Gaia’s mouth worked up and down. Her eyes, round as saucers, looked up at Ryan. “You found some wild flowers. Despite how cold it was outside you managed to find a few wild flowers holding on for dear life.”
More emotion than he’d ever shown before sprang into his eyes. “You remember.”
She held out her hand. He enveloped it in his bigger one. “I remember.” Tears filled her eyes. “I think I’m pregnant. You have no idea how relieved I am right now that you’re the father of my child.”
“A baby?” He smiled. “Wow.”
“Wow is right.” She stated the obvious. “We can’t raise our child here, Ryan. You know that, right?”
“I know.” He squeezed her hand. “Everything is coming along as planned. Frank and James will get us out before the finale. I promise.”
“They’re with us?”
“Eventually you’ll remember that, but yeah.”
“That’s good to know.” But Gaia was focused on her husband. She was so relieved that she damn near cried. “I felt sick when I thought you’d betrayed me.
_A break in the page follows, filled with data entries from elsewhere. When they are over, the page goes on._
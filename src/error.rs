use thiserror::Error;

/// Store-layer error type.
pub type StoreError = Box<dyn std::error::Error + Send + Sync>;

/// Crate result type.
pub type Result<T> = std::result::Result<T, Error>;

/// Errors returned by this crate.
#[derive(Debug, Error)]
pub enum Error {
    /// The user identifier is not a valid UUID. Detected before any store access.
    #[error("invalid user id {input:?}: {source}")]
    InvalidUserId {
        input: String,
        #[source]
        source: uuid::Error,
    },
    /// Resolving the user's permission set failed.
    #[error("failed to load user permissions: {0}")]
    PermissionLoadFailed(#[source] StoreError),
    /// A read-only role query failed.
    #[error("failed to {operation}: {source}")]
    RoleQueryFailed {
        operation: &'static str,
        #[source]
        source: StoreError,
    },
    /// A role assignment write failed.
    #[error("failed to {operation}: {source}")]
    RoleMutationFailed {
        operation: &'static str,
        #[source]
        source: StoreError,
    },
}

impl Error {
    /// Returns true when the error originated in the store and the call may be retried.
    ///
    /// Invalid input is a caller bug and never retryable.
    pub fn is_retryable(&self) -> bool {
        !matches!(self, Self::InvalidUserId { .. })
    }
}
use std::collections::HashMap;
use std::sync::{PoisonError, RwLock, RwLockReadGuard, RwLockWriteGuard};
use std::time::Duration;

use tokio::time::Instant;

use crate::permission::PermissionSet;
use crate::types::UserId;

/// Per-user cache entry. Replaced wholesale on every reload.
#[derive(Debug, Clone)]
struct CachedPermissionSet {
    permissions: PermissionSet,
    loaded_at: Instant,
}

impl CachedPermissionSet {
    fn is_valid(&self, ttl: Duration, now: Instant) -> bool {
        now.saturating_duration_since(self.loaded_at) < ttl
    }
}

#[derive(Debug)]
struct CacheState {
    entries: HashMap<UserId, CachedPermissionSet>,
    ttl: Duration,
    enabled: bool,
    generation: u64,
}

/// Snapshot taken before a store load, checked again when the result is stored.
#[derive(Debug, Clone, Copy)]
pub(crate) struct LoadTicket {
    generation: u64,
}

/// Outcome of storing a freshly loaded permission set.
#[derive(Debug, Clone, Copy, PartialEq, Eq)]
pub(crate) enum Fill {
    Stored,
    Disabled,
    Stale,
}

/// Process-local permission cache keyed by user.
///
/// Entries, TTL, the enabled flag and the invalidation generation all live
/// under one reader/writer lock. Lookups take the shared mode; fills,
/// invalidations and sweeps take the exclusive mode. No store I/O happens
/// while the lock is held.
#[derive(Debug)]
pub(crate) struct PermissionCache {
    state: RwLock<CacheState>,
    reject_stale_fills: bool,
}

impl PermissionCache {
    pub(crate) fn new(ttl: Duration, enabled: bool, reject_stale_fills: bool) -> Self {
        Self {
            state: RwLock::new(CacheState {
                entries: HashMap::new(),
                ttl,
                enabled,
                generation: 0,
            }),
            reject_stale_fills,
        }
    }

    // Entries are only ever replaced whole, so a poisoned lock still guards a
    // consistent map.
    fn read(&self) -> RwLockReadGuard<'_, CacheState> {
        self.state.read().unwrap_or_else(PoisonError::into_inner)
    }

    fn write(&self) -> RwLockWriteGuard<'_, CacheState> {
        self.state.write().unwrap_or_else(PoisonError::into_inner)
    }

    pub(crate) fn enabled(&self) -> bool {
        self.read().enabled
    }

    pub(crate) fn set_enabled(&self, enabled: bool) {
        self.write().enabled = enabled;
    }

    pub(crate) fn ttl(&self) -> Duration {
        self.read().ttl
    }

    pub(crate) fn set_ttl(&self, ttl: Duration) {
        self.write().ttl = ttl;
    }

    pub(crate) fn len(&self) -> usize {
        self.read().entries.len()
    }

    /// Answers `permission` for `user` from a present, unexpired entry.
    ///
    /// Returns `None` when caching is disabled or the entry is missing or stale.
    pub(crate) fn lookup(&self, user: &UserId, permission: &str) -> Option<bool> {
        let now = Instant::now();
        let guard = self.read();
        if !guard.enabled {
            return None;
        }
        let entry = guard.entries.get(user)?;
        if !entry.is_valid(guard.ttl, now) {
            return None;
        }
        Some(entry.permissions.contains(permission))
    }

    pub(crate) fn ticket(&self) -> LoadTicket {
        LoadTicket {
            generation: self.read().generation,
        }
    }

    /// Replaces the entry for `user` with a freshly loaded set.
    pub(crate) fn fill(&self, user: UserId, permissions: PermissionSet, ticket: LoadTicket) -> Fill {
        let mut guard = self.write();
        if !guard.enabled {
            return Fill::Disabled;
        }
        if self.reject_stale_fills && guard.generation != ticket.generation {
            return Fill::Stale;
        }
        guard.entries.insert(
            user,
            CachedPermissionSet {
                permissions,
                loaded_at: Instant::now(),
            },
        );
        Fill::Stored
    }

    pub(crate) fn invalidate(&self, user: &UserId) -> bool {
        let mut guard = self.write();
        guard.generation = guard.generation.wrapping_add(1);
        guard.entries.remove(user).is_some()
    }

    pub(crate) fn invalidate_all(&self) -> usize {
        let mut guard = self.write();
        guard.generation = guard.generation.wrapping_add(1);
        let removed = guard.entries.len();
        guard.entries.clear();
        removed
    }

    /// Removes every entry whose age has reached the TTL. Returns the number removed.
    pub(crate) fn sweep(&self) -> usize {
        let now = Instant::now();
        let mut guard = self.write();
        let ttl = guard.ttl;
        let before = guard.entries.len();
        guard.entries.retain(|_, entry| entry.is_valid(ttl, now));
        before - guard.entries.len()
    }
}

#[cfg(test)]
mod tests {
    use super::*;
    use crate::permission::Permission;

    fn user() -> UserId {
        UserId::parse("7c9e6679-7425-40de-944b-e07fc1f90ae7").unwrap()
    }

    fn set(names: &[&str]) -> PermissionSet {
        names
            .iter()
            .map(|name| Permission::new(*name, "users", "read"))
            .collect()
    }

    #[tokio::test(start_paused = true)]
    async fn lookup_should_miss_once_ttl_elapses() {
        let cache = PermissionCache::new(Duration::from_secs(60), true, false);
        let user = user();
        let ticket = cache.ticket();

        assert_eq!(cache.fill(user, set(&["user.read"]), ticket), Fill::Stored);
        assert_eq!(cache.lookup(&user, "user.read"), Some(true));
        assert_eq!(cache.lookup(&user, "user.delete"), Some(false));

        tokio::time::advance(Duration::from_secs(59)).await;
        assert_eq!(cache.lookup(&user, "user.read"), Some(true));

        tokio::time::advance(Duration::from_secs(1)).await;
        assert_eq!(cache.lookup(&user, "user.read"), None);
    }

    #[tokio::test(start_paused = true)]
    async fn shortening_ttl_should_apply_to_existing_entries() {
        let cache = PermissionCache::new(Duration::from_secs(300), true, false);
        let user = user();
        cache.fill(user, set(&["user.read"]), cache.ticket());

        tokio::time::advance(Duration::from_secs(30)).await;
        cache.set_ttl(Duration::from_secs(10));

        assert_eq!(cache.lookup(&user, "user.read"), None);
    }

    #[test]
    fn disabled_cache_should_neither_answer_nor_store() {
        let cache = PermissionCache::new(Duration::from_secs(60), false, false);
        let user = user();

        assert_eq!(cache.fill(user, set(&["user.read"]), cache.ticket()), Fill::Disabled);
        assert_eq!(cache.len(), 0);
        assert_eq!(cache.lookup(&user, "user.read"), None);
    }

    #[test]
    fn stale_fill_should_be_rejected_only_when_hardening_enabled() {
        let user = user();

        let strict = PermissionCache::new(Duration::from_secs(60), true, true);
        let ticket = strict.ticket();
        strict.invalidate(&user);
        assert_eq!(strict.fill(user, set(&["user.read"]), ticket), Fill::Stale);
        assert_eq!(strict.len(), 0);

        let compatible = PermissionCache::new(Duration::from_secs(60), true, false);
        let ticket = compatible.ticket();
        compatible.invalidate(&user);
        assert_eq!(compatible.fill(user, set(&["user.read"]), ticket), Fill::Stored);
    }

    #[tokio::test(start_paused = true)]
    async fn sweep_should_remove_only_expired_entries() {
        let cache = PermissionCache::new(Duration::from_secs(60), true, false);
        let old = user();
        let fresh = UserId::parse("16fd2706-8baf-433b-82eb-8c7fada847da").unwrap();

        cache.fill(old, set(&["user.read"]), cache.ticket());
        tokio::time::advance(Duration::from_secs(45)).await;
        cache.fill(fresh, set(&["user.read"]), cache.ticket());
        tokio::time::advance(Duration::from_secs(20)).await;

        assert_eq!(cache.sweep(), 1);
        assert_eq!(cache.len(), 1);
        assert_eq!(cache.lookup(&fresh, "user.read"), Some(true));
    }

    #[test]
    fn invalidate_all_should_clear_every_entry() {
        let cache = PermissionCache::new(Duration::from_secs(60), true, false);
        cache.fill(user(), set(&["user.read"]), cache.ticket());
        cache.fill(
            UserId::parse("16fd2706-8baf-433b-82eb-8c7fada847da").unwrap(),
            set(&["user.read"]),
            cache.ticket(),
        );

        assert_eq!(cache.invalidate_all(), 2);
        assert_eq!(cache.len(), 0);
        assert_eq!(cache.invalidate_all(), 0);
    }
}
I even felt sick when I thought I’d betrayed you. I’m glad we’re on the same team.”
“Me too.”
She released a breath. “This place is crazy, Ryan. I can’t wait to leave it behind and return to UDA.”
“I’m with you there.” He winked. “But there’s one of their customs I plan to take with us.” At her wrinkled brow he said, “I’m keeping your lock and my key. I’m a jealous man and you’re too sexy by half.”
Gaia groaned. “The lock and key.” She shook her head. “You don’t have to worry about me. I’ve got all the man I can handle in you.”
“Yeah?”
“Yeah.”
“Can I still bring them?”
She laughed. “Sure. Maybe one day we can scrapbook them.”
“I want this to be real,” he murmured, his expression growing serious. “Us, our marriage, our baby, everything we’ve started building together. I want those parts to be real.”
Gaia released his hand and brushed his jaw. “Me too.”
Ryan proceeded to discard his clothes and make slow, sweet love to her. She gasped as he entered her then wrapped her legs around his middle and enjoyed the sensations of being stretched and filled so completely.
It wasn’t over—not yet. Both of them had work left to do. With all the in-fighting taking place, she doubted the end would be long in coming though. Then, finally, they could have their happily ever after.
“I need you, Gaia,” he whispered thickly in her ear.
“I need you too, Ryan.”
Epilogue
It was good to be home! Free to think, to speak, to practice their Catholicism without religious overlords—freedom, period.
Though the Evans’ now claimed New York City as home instead of Atlanta, at least they were no longer obliged to be in the former Washington D.C. The capitol of UCA no longer existed. UCA itself barely existed as more of it continued to collapse on a daily basis. The main, relieving difference was that Ryan and Gaia didn’t have to oversee its undoing anymore. Their mission was accomplished.
Ryan picked up their three-year-old daughter, Amelia, whom they’d named after Gaia’s deceased mother, and put her in one strong arm. He held Gaia’s hand with his free one. She was due with twin girls in less than a month so they were spending as much quality time now with Amelia as possible. Today they were taking her to see a Broadway show.
“Should we take a cab?” Ryan asked. He winked down at Gaia. “I’m not letting that belly get on a subway.”
“My belly heard that.” She grinned. “Let’s just walk. We left in plenty of time and I could use the exercise.”
“Mrs. Evans?”
“Yes, General Evans?”
He brought her hand up to his lips and kissed it. “I love you.”
“You better.” Gaia squeezed Ryan’s hand. “I love you too.”